(Records excerpted from a collection)
● ● ● ●

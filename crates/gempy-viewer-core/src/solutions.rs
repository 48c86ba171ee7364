//! Solution arrays produced by the modeling engine.
//!
//! The viewer only reads these. Every regular-grid array is flat, in the
//! storage order of [`RegularGrid`](crate::grid::RegularGrid).

use glam::DVec3;
use serde::{Deserialize, Serialize};

use crate::error::{Result, ViewerError};

/// Lithology and per-series scalar fields evaluated on a secondary grid
/// (topography raster or concatenated section samples).
#[derive(Debug, Clone, Default, PartialEq, Serialize, Deserialize)]
#[serde(default)]
pub struct GridSolution {
    pub lith: Vec<f64>,
    pub scalar_fields: Vec<Vec<f64>>,
}

/// A triangulated surface of one structural element.
#[derive(Debug, Clone, Default, PartialEq, Serialize, Deserialize)]
#[serde(default)]
pub struct SurfaceMesh {
    /// Name of the structural element the surface belongs to.
    pub element: String,
    pub vertices: Vec<DVec3>,
    /// Triangles as vertex index triples.
    pub edges: Vec<[u32; 3]>,
}

impl SurfaceMesh {
    /// A surface is drawable when it has both vertices and triangles.
    #[must_use]
    pub fn is_empty(&self) -> bool {
        self.vertices.is_empty() || self.edges.is_empty()
    }
}

/// Raw solution arrays of a computed model.
#[derive(Debug, Clone, Default, PartialEq, Serialize, Deserialize)]
#[serde(default)]
pub struct Solutions {
    /// Lithology id per regular-grid cell (1-based element ids).
    pub lith_block: Vec<f64>,
    /// One scalar field per series.
    pub scalar_field_matrix: Vec<Vec<f64>>,
    pub values_matrix: Vec<Vec<f64>>,
    pub block_matrix: Vec<Vec<f64>>,
    /// Scalar values at the surface points, per series. Zero marks an
    /// element that does not belong to the series.
    pub scalar_field_at_surface_points: Vec<Vec<f64>>,
    pub geological_map: Option<GridSolution>,
    pub sections: Option<GridSolution>,
    pub surfaces: Vec<SurfaceMesh>,
}

impl Solutions {
    #[must_use]
    pub fn has_lith_block(&self) -> bool {
        !self.lith_block.is_empty()
    }

    #[must_use]
    pub fn has_scalar_field(&self) -> bool {
        self.scalar_field_matrix.iter().any(|s| !s.is_empty())
    }

    #[must_use]
    pub fn has_values(&self) -> bool {
        self.values_matrix.iter().any(|s| !s.is_empty())
    }

    #[must_use]
    pub fn has_block(&self) -> bool {
        self.block_matrix.iter().any(|s| !s.is_empty())
    }

    /// Sorted non-zero contact levels of one series.
    #[must_use]
    pub fn surface_levels(&self, series: usize) -> Vec<f64> {
        let mut levels: Vec<f64> = self
            .scalar_field_at_surface_points
            .get(series)
            .map(|values| values.iter().copied().filter(|v| *v != 0.0).collect())
            .unwrap_or_default();
        levels.sort_by(f64::total_cmp);
        levels
    }

    /// Geological map or [`ViewerError::NotComputed`].
    pub fn geological_map(&self) -> Result<&GridSolution> {
        self.geological_map
            .as_ref()
            .ok_or_else(|| ViewerError::NotComputed("geological map".to_string()))
    }

    /// Section solutions or [`ViewerError::NotComputed`].
    pub fn sections(&self) -> Result<&GridSolution> {
        self.sections
            .as_ref()
            .ok_or_else(|| ViewerError::NotComputed("section solutions".to_string()))
    }
}

/// Picks series `n` out of a per-series matrix.
///
/// An empty matrix is reported as not computed; an index past the last
/// series is a size mismatch.
pub fn series<'a>(matrix: &'a [Vec<f64>], n: usize, what: &str) -> Result<&'a [f64]> {
    if matrix.is_empty() {
        return Err(ViewerError::NotComputed(what.to_string()));
    }
    matrix
        .get(n)
        .map(Vec::as_slice)
        .ok_or(ViewerError::SizeMismatch {
            expected: n + 1,
            actual: matrix.len(),
        })
}

#[cfg(test)]
mod tests {
    use super::*;

    #[test]
    fn test_surface_levels_sorted_nonzero() {
        let solutions = Solutions {
            scalar_field_at_surface_points: vec![vec![0.3, 0.0, 0.1], vec![]],
            ..Default::default()
        };
        assert_eq!(solutions.surface_levels(0), vec![0.1, 0.3]);
        assert!(solutions.surface_levels(1).is_empty());
        assert!(solutions.surface_levels(7).is_empty());
    }

    #[test]
    fn test_presence_checks() {
        let mut solutions = Solutions::default();
        assert!(!solutions.has_lith_block());
        assert!(!solutions.has_scalar_field());
        solutions.scalar_field_matrix = vec![vec![]];
        assert!(!solutions.has_scalar_field());
        solutions.values_matrix = vec![vec![1.0]];
        assert!(solutions.has_values());
        assert!(matches!(
            solutions.geological_map(),
            Err(ViewerError::NotComputed(_))
        ));
    }

    #[test]
    fn test_series_lookup() {
        let matrix = vec![vec![1.0], vec![2.0]];
        assert_eq!(series(&matrix, 1, "values").unwrap(), &[2.0]);
        assert!(matches!(
            series(&matrix, 2, "values"),
            Err(ViewerError::SizeMismatch { .. })
        ));
        assert!(matches!(
            series(&[], 0, "values"),
            Err(ViewerError::NotComputed(_))
        ));
    }

    #[test]
    fn test_deserialize_partial() {
        let solutions: Solutions =
            serde_json::from_str(r#"{"lith_block": [1.0, 2.0]}"#).unwrap();
        assert!(solutions.has_lith_block());
        assert!(solutions.sections.is_none());
    }
}
#[cfg(test)]
mod tests {
    use super::*;
    use crate::color_maps::{geo_model_colormap, ColorMap, Norm};
    use crate::figure::{LegendEntry, PlotElement};
    use gempy_viewer_core::Image2D;
    use glam::Vec3;
    use image::Rgba;

    fn single_axes(limits: [f64; 4]) -> Figure {
        let mut fig = Figure::new(200, 200, 1, 1);
        fig.add_axes(Axes::new(limits));
        fig
    }

    fn pixel_at(fig: &Figure, p: DVec2) -> Rgba<u8> {
        let (img, viewports) = render_with_viewports(fig).unwrap();
        let px = viewports[0].to_pixel(p);
        *img.get_pixel(px.x as u32, px.y as u32)
    }

    #[test]
    fn test_viewport_round_trip() {
        let fig = single_axes([0.0, 100.0, -50.0, 50.0]);
        let (_, viewports) = render_with_viewports(&fig).unwrap();
        let vp = viewports[0];
        let p = DVec2::new(25.0, 10.0);
        let px = vp.to_pixel(p);
        let back = vp.to_data(px.x, px.y);
        assert!((back - p).length() < 1e-9);
        // square box in a square cell, give or take the pixel rounding
        assert!((vp.width - vp.height).abs() <= 2.0);
    }

    #[test]
    fn test_label_areas_and_title_shrink_the_box() {
        let mut fig = single_axes([0.0, 1.0, 0.0, 1.0]);
        let (_, plain) = render_with_viewports(&fig).unwrap();
        assert!(plain[0].x0 >= f64::from(Y_LABEL_AREA));
        assert!(plain[0].y0 + plain[0].height <= f64::from(200 - X_LABEL_AREA));

        fig.axes_at_mut(0)
            .unwrap()
            .set_title("Cell Number: mid Direction: y")
            .set_labels("X", "Z");
        let (_, titled) = render_with_viewports(&fig).unwrap();
        assert!(titled[0].y0 > plain[0].y0);
        assert!(titled[0].y0 + titled[0].height <= f64::from(200 - X_LABEL_AREA));
    }

    #[test]
    fn test_zero_size_figure_fails() {
        let fig = Figure::new(0, 10, 1, 1);
        assert!(matches!(
            render(&fig),
            Err(RenderError::InvalidFigureSize { width: 0, .. })
        ));
    }

    #[test]
    fn test_image_layer_colors_pixels() {
        let mut fig = single_axes([0.0, 2.0, 0.0, 2.0]);
        let (cmap, norm) = geo_model_colormap(&["#ff0000", "#0000ff"]).unwrap();
        // left column id 1 (red), right column id 2 (blue)
        #[allow(clippy::cast_precision_loss)]
        let image = Image2D::from_fn(2, 2, |c, _| (c + 1) as f64);
        fig.axes_at_mut(0).unwrap().add(
            -100.0,
            PlotElement::Image(ImagePlot {
                image,
                extent: [0.0, 2.0, 0.0, 2.0],
                cmap,
                norm,
                alpha: 1.0,
            }),
        );
        assert_eq!(
            pixel_at(&fig, DVec2::new(0.5, 1.0)),
            Rgba([255, 0, 0, 255])
        );
        assert_eq!(
            pixel_at(&fig, DVec2::new(1.5, 1.0)),
            Rgba([0, 0, 255, 255])
        );
    }

    #[test]
    fn test_zorder_decides_overlap() {
        let mut fig = single_axes([0.0, 1.0, 0.0, 1.0]);
        let square = vec![
            DVec2::new(0.0, 0.0),
            DVec2::new(1.0, 0.0),
            DVec2::new(1.0, 1.0),
            DVec2::new(0.0, 1.0),
        ];
        let ax = fig.axes_at_mut(0).unwrap();
        ax.add(
            10.0,
            PlotElement::Fill(FillPlot {
                polygon: square.clone(),
                color: Vec4::new(0.0, 0.0, 0.0, 1.0),
            }),
        );
        ax.add(
            -100.0,
            PlotElement::Image(ImagePlot {
                image: Image2D::from_fn(1, 1, |_, _| 0.0),
                extent: [0.0, 1.0, 0.0, 1.0],
                cmap: ColorMap::new("white", vec![Vec3::ONE]),
                norm: Norm::Linear {
                    vmin: 0.0,
                    vmax: 1.0,
                },
                alpha: 1.0,
            }),
        );
        // the fill has the higher z-order even though it was added first
        assert_eq!(pixel_at(&fig, DVec2::new(0.5, 0.5)), Rgba([0, 0, 0, 255]));
    }

    #[test]
    fn test_nan_pixels_stay_background() {
        let mut fig = single_axes([0.0, 1.0, 0.0, 1.0]);
        fig.axes_at_mut(0).unwrap().add(
            0.0,
            PlotElement::Image(ImagePlot {
                image: Image2D::from_fn(1, 1, |_, _| f64::NAN),
                extent: [0.0, 1.0, 0.0, 1.0],
                cmap: ColorMap::new("black", vec![Vec3::ZERO]),
                norm: Norm::Linear {
                    vmin: 0.0,
                    vmax: 1.0,
                },
                alpha: 1.0,
            }),
        );
        assert_eq!(
            pixel_at(&fig, DVec2::new(0.5, 0.5)),
            Rgba([255, 255, 255, 255])
        );
    }

    #[test]
    fn test_legend_is_drawn() {
        let plain = single_axes([0.0, 1.0, 0.0, 1.0]);
        let mut legend = plain.clone();
        legend.axes_at_mut(0).unwrap().add_legend_entry(LegendEntry {
            label: "rock1".to_string(),
            color: Vec4::new(0.0, 0.33, 0.51, 1.0),
            plot_type: PlotType::Scatter,
        });
        assert_ne!(render(&plain).unwrap(), render(&legend).unwrap());
    }

    #[test]
    fn test_dashes_leave_gaps() {
        let fig = single_axes([0.0, 100.0, 0.0, 100.0]);
        let (_, viewports) = render_with_viewports(&fig).unwrap();
        let line = [DVec2::new(0.0, 50.0), DVec2::new(100.0, 50.0)];
        let pieces = dashes(&line, &viewports[0]);
        assert!(pieces.len() > 1);
        assert!(pieces.iter().all(|piece| piece.len() >= 2));
        // consecutive dashes do not touch
        assert!(pieces[1][0].0 > pieces[0][pieces[0].len() - 1].0);
    }
}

● ● ● ●

§ Exercise aim: In the records above, find every line with the word "SurfaceMesh" and copy it.

§ Response:
pub struct SurfaceMesh {
impl SurfaceMesh {
    pub surfaces: Vec<SurfaceMesh>,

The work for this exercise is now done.